Besides the above, I think there are some formatting complications to work out. Specifically, the current pipeline requires that all training and testing data is presented in the following format in an input curriculum: train/situation_0, train/situation_1, ..., test/situation_0, test/situation_1, .... Then, once parsed, the individual situation directories are preserved and moved to a user specified destination folder, along with an associated post_decode.yaml for each situation directory. From my understanding of the UI, it preloads all existing data, and then the user specifies a situation number (0, 1, 2, ...) to load from the available testing data. The UI then searches for the directorydata/learners/${learner_type}/${curriculum_name}/test_curriculums/${test_curriculum_name}/situation_${num}. These 4 inserted variables - learner_type, curriculum_name, test_curriculum_name, num - are the only things the UI user can specify. Without matching that folder format, the UI won't be able to properly detect and present the data. Since the current plan is to invoke the script via command line for each individual input .png file, we'd need a way to determine those 4 variables The first 3 can probably either be pre-specified in the script or provided via some config file, but currently we don't have a way to track the num between script calls.

I think this ties in to @spigo900's mention of the UI not reading data in a partially complete state. Specifically,

If we don't have info.yaml or if the number doesn't match the current number of sample directories that might cause problems for the UI.

So we'll probably have to keep track of the number of sample directories with an incrementally changing info.yaml file, and in the demo script, we'll have to repeatedly load it to determine the next situation number.

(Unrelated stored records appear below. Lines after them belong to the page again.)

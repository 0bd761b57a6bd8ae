//! Error types for annot-ui

use axum::{
    http::StatusCode,
    response::{IntoResponse, Response},
    Json,
};
use serde_json::json;
use thiserror::Error;

/// API error type
#[derive(Debug, Error)]
pub enum ApiError {
    /// Invalid request (400)
    #[error("Invalid request: {0}")]
    BadRequest(String),

    /// annot-common error; refused session transitions surface as 409
    #[error("Common error: {0}")]
    Common(#[from] annot_common::Error),
}

impl IntoResponse for ApiError {
    fn into_response(self) -> Response {
        let (status, error_code, message) = match self {
            ApiError::BadRequest(msg) => (StatusCode::BAD_REQUEST, "BAD_REQUEST", msg),
            ApiError::Common(annot_common::Error::InvalidTransition(msg)) => {
                (StatusCode::CONFLICT, "INVALID_TRANSITION", msg)
            }
            ApiError::Common(annot_common::Error::NotFound(msg)) => {
                (StatusCode::NOT_FOUND, "NOT_FOUND", msg)
            }
            ApiError::Common(ref err) => (
                StatusCode::INTERNAL_SERVER_ERROR,
                "COMMON_ERROR",
                err.to_string(),
            ),
        };

        let body = Json(json!({
            "error": {
                "code": error_code,
                "message": message,
            }
        }));

        (status, body).into_response()
    }
}

/// Result type for API handlers
pub type ApiResult<T> = Result<T, ApiError>;
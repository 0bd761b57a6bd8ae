//! Common error types for the annotator

use thiserror::Error;

/// Common result type for annotator operations
pub type Result<T> = std::result::Result<T, Error>;

/// Common error types shared by the library and the HTTP service
#[derive(Error, Debug)]
pub enum Error {
    /// I/O operation error (wraps std::io::Error)
    #[error("IO error: {0}")]
    Io(#[from] std::io::Error),

    /// JSON parse or serialization error
    #[error("JSON error: {0}")]
    Json(#[from] serde_json::Error),

    /// TOML config parse error
    #[error("TOML parse error: {0}")]
    TomlParse(#[from] toml::de::Error),

    /// Configuration loading or validation error
    #[error("Configuration error: {0}")]
    Config(String),

    /// Session operation not allowed in the current state
    #[error("Invalid transition: {0}")]
    InvalidTransition(String),

    /// Requested resource not found
    #[error("Not found: {0}")]
    NotFound(String),
}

In hindsight after writing this, this shouldn't be too big of a concern. The biggest complication here is that rather than testing all data in a single run, we test data in separate runs.

Preprocessing

Since I haven't worked on the preprocessing myself, I don't have too much to comment on with regards to segmentation. However, I think we could have a problem if an object is missing strokes entirely.

Potential Issue: Missing Strokes

From running the adam experimentation script and altering some testing data feature.yaml files, I couldn't get the adam scripts to pass the decoding phase, since the pipeline expects some stroke extraction to be there. I might be altering the feature files incorrectly, in which case this point is moot, but from my understanding, even if there is a trivial feature.yaml, we'll need to change the extraction script to appropriately handle parsing feature files without stroke extraction.

Testing

In terms of other objects we can take pictures of, there are some around the office we could get (mug, cup, floor, and paper come to mind.

Questions

The biggest question has less to do with the pipeline itself and more with the input data. This will probably be answered in evaluating this pipeline, but is there a significant difference between running on simulated object data and running on real life object data?

For instance, with floor, the simulation has a rectangular, flat shape in an empty space, but if one were to take a picture of a floor in the real world, the floor may span the whole picture, in which case I'm not sure how exactly stroke extraction would function.

Also consider window. In the simulation, the picture is of a window entirely by itself, but a picture of a window might also show what's on the other side of the window, adding noise to the image.

spigo900 commented 2 years ago

Noting briefly here that I'm asking @sidharth-sundar to handle (semi-?)live reloading in the UI: "A configuration with the UI that can detect new available data for display." I don't think I have more details to add about that task.

ETA: Re: Sid's comment above, I think solution (2) is fine?

spigo900 commented 2 years ago

@sidharth-sundar brings up a good point about structure. We probably want to assume in the script that you want to put the output where the backend/UI can find it. I think we can make the learner type, train curriculum, and test curriculum optional arguments with some reasonable defaults -- for learner type we'll probably only ever use the simulated integrated learner for example, and I think we can assume a predetermined test curriculum name, say m6_objects_live_demo. As for num -- I think we can just take all of the PNGs at once in some arbitrary order and leave this implicit.

Re: strokes, I had been thinking of outputting objects: [] when missing strokes. @sidharth-sundar, have you found this to cause problems?

sidharth-sundar commented 2 years ago

Re: strokes, I had been thinking of outputting objects: [] when missing strokes. @sidharth-sundar, have you found this to cause problems?

Ah, I didn't know the appropriate output formatting. It runs fine with objects: []

lichtefeld commented 1 year ago

Closed by #1159